The changes would help the state create surge capacity at medical facilities in the event of a serious outbreak, while also ensure that health-care workers who treat the elderly in long-term facilities — prime candidates for serious infection — themselves have adequate care.

With thousands of Americans infected and dozens dead, the Trump administration has yet to find a way to effectively test for the presence of the novel coronavirus. But it’s the President’s ongoing refusal to declare an emergency over the disaster — which would unleash aid, funds, and FEMA — which continues to hamper state-level planning.

Medicaid Health Plans of America, the program’s trade association, issued a statement on Wednesday demanding that CMS set consistent guidance for state departments of health that would include waiving cost sharing for people who are testing for or have been diagnosed with COVID-19.

The trade association reportedly met with CMS representatives late Wednesday to discuss how Medicaid could be used to address the crisis.

“People served by Medicaid include populations that are especially vulnerable to the spread of viral diseases, particularly older adults and individuals with chronic, underlying health conditions,” the statement reads.

Different states have addressed the crisis differently. Florida Medicaid announced on Monday that it would cover testing and treatment of the novel coronavirus. The state did not return a request for comment about whether it would seek a 1135 waiver, but CMS told TPM that it’s in contact with all the states about potential waivers.
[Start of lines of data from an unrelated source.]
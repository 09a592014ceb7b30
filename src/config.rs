//! Configuration module
//!
//! Loads configuration from environment variables.

use std::env;
use std::str::FromStr;

use rust_decimal::Decimal;

/// Credit limit assigned to new accounts when DEFAULT_CREDIT_LIMIT is unset
const DEFAULT_CREDIT_LIMIT: &str = "1000.00";

/// Application configuration
#[derive(Debug, Clone)]
pub struct Config {
    /// Database connection URL
    pub database_url: String,

    /// Maximum database connections in pool
    pub database_max_connections: u32,

    /// Server host
    pub host: String,

    /// Server port
    pub port: u16,

    /// Environment (development, production)
    pub environment: String,

    /// Credit limit assigned to newly created accounts
    pub default_credit_limit: Decimal,
}

impl Config {
    /// Load configuration from environment variables
    pub fn from_env() -> Result<Self, ConfigError> {
        let database_url =
            env::var("DATABASE_URL").map_err(|_| ConfigError::MissingEnv("DATABASE_URL"))?;

        let database_max_connections = env::var("DATABASE_MAX_CONNECTIONS")
            .unwrap_or_else(|_| "10".to_string())
            .parse()
            .map_err(|_| ConfigError::InvalidValue("DATABASE_MAX_CONNECTIONS"))?;

        let host = env::var("HOST").unwrap_or_else(|_| "127.0.0.1".to_string());

        let port = env::var("PORT")
            .unwrap_or_else(|_| "3000".to_string())
            .parse()
            .map_err(|_| ConfigError::InvalidValue("PORT"))?;

        let environment = env::var("ENVIRONMENT").unwrap_or_else(|_| "development".to_string());

        let default_credit_limit = env::var("DEFAULT_CREDIT_LIMIT")
            .unwrap_or_else(|_| DEFAULT_CREDIT_LIMIT.to_string())
            .parse()
            .map_err(|_| ConfigError::InvalidValue("DEFAULT_CREDIT_LIMIT"))?;
        if default_credit_limit < Decimal::ZERO {
            return Err(ConfigError::InvalidValue("DEFAULT_CREDIT_LIMIT"));
        }

        Ok(Self {
            database_url,
            database_max_connections,
            host,
            port,
            environment,
            default_credit_limit,
        })
    }

    /// Check if running in production
    pub fn is_production(&self) -> bool {
        self.environment == "production"
    }

    /// The built-in default credit limit for new accounts
    pub fn builtin_default_credit_limit() -> Decimal {
        Decimal::from_str(DEFAULT_CREDIT_LIMIT).expect("Invalid DEFAULT_CREDIT_LIMIT constant")
    }
}

/// Configuration error types
#[derive(Debug, thiserror::Error)]
pub enum ConfigError {
    #[error("Missing environment variable: {0}")]
    MissingEnv(&'static str),

    #[error("Invalid value for environment variable: {0}")]
    InvalidValue(&'static str),
}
Washington State’s top public health official told TPM on Tuesday that the state was discussing the potential Medicaid change with the Trump administration, and holding out for the President to declare an emergency.

With eight documented cases, North Carolina has something of a head start on other states. As tested, the outbreak has taken longer to reach the state, giving authorities more time to prepare.

And yet, officials are already anxious about what may come without a declaration.

“If it appears that we need one. If they haven’t done so, and we haven’t had that guidance, we’ll be lobbying them to do that,” Richard said.

He said that the state had divided its response into phases, with the first array of policies focused on what could be done “without federal authority.”

But the second phase, for which a 1135 waiver is necessary, remains the subject of discussion with CMS officials.

Richard said that the state’s biggest concern dealt with people in long-term care – either the elderly or people who otherwise require medical treatment over an extended period of time.

The changes, Richard said, would allow the state to make rules changes that covered more services in long-term care, allowing people to either stay at home or in the existing facility.

The focus would also be a shift towards “keeping people on the program,” allowing the state to remove requirements that would have seen people removed from Medicaid coverage.